## [ENTRIES SHOWN]

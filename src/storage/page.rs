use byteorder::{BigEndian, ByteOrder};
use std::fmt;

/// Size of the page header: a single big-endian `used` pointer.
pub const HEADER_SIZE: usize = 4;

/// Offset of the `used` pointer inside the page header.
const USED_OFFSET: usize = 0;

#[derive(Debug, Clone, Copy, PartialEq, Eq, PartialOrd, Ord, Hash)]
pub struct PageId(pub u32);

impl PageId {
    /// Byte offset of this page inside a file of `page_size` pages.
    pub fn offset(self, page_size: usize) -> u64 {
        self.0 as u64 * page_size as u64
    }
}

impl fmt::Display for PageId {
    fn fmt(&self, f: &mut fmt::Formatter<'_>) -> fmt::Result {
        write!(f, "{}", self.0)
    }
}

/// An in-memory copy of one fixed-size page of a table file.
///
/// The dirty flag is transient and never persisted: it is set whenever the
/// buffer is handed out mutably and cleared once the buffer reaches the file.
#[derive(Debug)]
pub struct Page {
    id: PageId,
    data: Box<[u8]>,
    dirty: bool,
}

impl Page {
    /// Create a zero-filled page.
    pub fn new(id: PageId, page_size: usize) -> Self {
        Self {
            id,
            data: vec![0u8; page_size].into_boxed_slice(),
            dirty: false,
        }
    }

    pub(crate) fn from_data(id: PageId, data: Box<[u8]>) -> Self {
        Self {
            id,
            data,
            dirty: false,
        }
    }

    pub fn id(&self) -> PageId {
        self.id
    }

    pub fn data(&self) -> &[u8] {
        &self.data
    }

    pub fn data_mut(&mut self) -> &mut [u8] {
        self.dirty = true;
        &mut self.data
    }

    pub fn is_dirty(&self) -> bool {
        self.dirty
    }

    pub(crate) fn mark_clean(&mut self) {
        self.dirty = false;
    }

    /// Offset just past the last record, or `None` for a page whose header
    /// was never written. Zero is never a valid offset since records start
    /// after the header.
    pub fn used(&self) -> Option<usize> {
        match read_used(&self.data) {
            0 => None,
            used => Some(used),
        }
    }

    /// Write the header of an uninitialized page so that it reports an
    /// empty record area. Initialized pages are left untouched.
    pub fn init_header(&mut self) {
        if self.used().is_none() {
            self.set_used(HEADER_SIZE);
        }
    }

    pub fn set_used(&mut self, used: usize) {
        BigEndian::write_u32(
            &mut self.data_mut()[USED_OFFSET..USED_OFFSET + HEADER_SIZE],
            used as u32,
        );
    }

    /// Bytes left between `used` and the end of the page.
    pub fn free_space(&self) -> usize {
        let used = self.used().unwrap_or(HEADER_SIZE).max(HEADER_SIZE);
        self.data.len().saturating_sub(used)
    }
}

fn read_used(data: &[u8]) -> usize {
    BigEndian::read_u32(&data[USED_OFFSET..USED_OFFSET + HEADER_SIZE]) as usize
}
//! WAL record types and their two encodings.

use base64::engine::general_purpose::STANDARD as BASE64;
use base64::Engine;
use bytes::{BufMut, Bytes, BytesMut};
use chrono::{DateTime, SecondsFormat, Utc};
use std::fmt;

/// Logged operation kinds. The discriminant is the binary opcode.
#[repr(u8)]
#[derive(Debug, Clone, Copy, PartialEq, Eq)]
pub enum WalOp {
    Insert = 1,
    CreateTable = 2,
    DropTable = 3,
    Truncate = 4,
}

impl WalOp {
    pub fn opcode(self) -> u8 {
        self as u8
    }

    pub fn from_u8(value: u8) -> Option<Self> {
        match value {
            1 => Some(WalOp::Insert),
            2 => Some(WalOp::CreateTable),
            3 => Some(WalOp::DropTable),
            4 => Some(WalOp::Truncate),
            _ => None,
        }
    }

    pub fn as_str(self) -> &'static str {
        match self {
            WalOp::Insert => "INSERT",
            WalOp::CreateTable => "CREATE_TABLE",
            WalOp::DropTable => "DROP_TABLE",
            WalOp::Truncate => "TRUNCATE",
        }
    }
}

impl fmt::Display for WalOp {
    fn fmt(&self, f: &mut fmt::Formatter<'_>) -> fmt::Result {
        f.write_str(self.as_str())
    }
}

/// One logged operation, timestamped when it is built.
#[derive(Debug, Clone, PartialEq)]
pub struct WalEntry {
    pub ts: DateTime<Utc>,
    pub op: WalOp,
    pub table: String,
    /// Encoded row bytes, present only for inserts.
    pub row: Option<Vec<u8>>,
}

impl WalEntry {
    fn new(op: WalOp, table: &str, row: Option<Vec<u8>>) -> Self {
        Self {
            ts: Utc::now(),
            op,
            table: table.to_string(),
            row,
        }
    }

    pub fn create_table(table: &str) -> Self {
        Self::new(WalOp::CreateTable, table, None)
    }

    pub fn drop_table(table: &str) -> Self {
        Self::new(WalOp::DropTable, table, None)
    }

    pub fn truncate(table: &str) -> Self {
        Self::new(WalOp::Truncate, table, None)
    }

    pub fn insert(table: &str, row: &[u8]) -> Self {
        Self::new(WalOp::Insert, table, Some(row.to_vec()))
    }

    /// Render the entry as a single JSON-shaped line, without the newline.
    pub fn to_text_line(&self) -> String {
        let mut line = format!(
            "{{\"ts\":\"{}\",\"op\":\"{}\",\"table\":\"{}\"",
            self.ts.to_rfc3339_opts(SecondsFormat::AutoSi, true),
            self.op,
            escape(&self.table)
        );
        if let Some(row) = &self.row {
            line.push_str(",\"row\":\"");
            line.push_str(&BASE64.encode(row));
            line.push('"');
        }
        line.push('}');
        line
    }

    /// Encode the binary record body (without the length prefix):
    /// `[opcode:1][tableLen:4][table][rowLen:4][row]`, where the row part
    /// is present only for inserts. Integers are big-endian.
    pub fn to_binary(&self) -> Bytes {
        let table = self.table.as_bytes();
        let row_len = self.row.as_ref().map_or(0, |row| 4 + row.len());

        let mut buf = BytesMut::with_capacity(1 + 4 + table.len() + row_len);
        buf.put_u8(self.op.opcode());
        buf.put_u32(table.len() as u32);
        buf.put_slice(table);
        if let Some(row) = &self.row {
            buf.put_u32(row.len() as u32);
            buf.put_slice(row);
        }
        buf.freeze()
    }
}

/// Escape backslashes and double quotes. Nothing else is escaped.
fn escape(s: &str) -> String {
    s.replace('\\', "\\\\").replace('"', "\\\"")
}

## [ACTIVITY]
Above are some records; copy exactly the lines from the one with "Size of the" through the one with "set whenever the", both included, and no others.

## [ANSWER SECTION]
/// Size of the page header: a single big-endian `used` pointer.
pub const HEADER_SIZE: usize = 4;

/// Offset of the `used` pointer inside the page header.
const USED_OFFSET: usize = 0;

#[derive(Debug, Clone, Copy, PartialEq, Eq, PartialOrd, Ord, Hash)]
pub struct PageId(pub u32);

impl PageId {
    /// Byte offset of this page inside a file of `page_size` pages.
    pub fn offset(self, page_size: usize) -> u64 {
        self.0 as u64 * page_size as u64
    }
}

impl fmt::Display for PageId {
    fn fmt(&self, f: &mut fmt::Formatter<'_>) -> fmt::Result {
        write!(f, "{}", self.0)
    }
}

/// An in-memory copy of one fixed-size page of a table file.
///
/// The dirty flag is transient and never persisted: it is set whenever the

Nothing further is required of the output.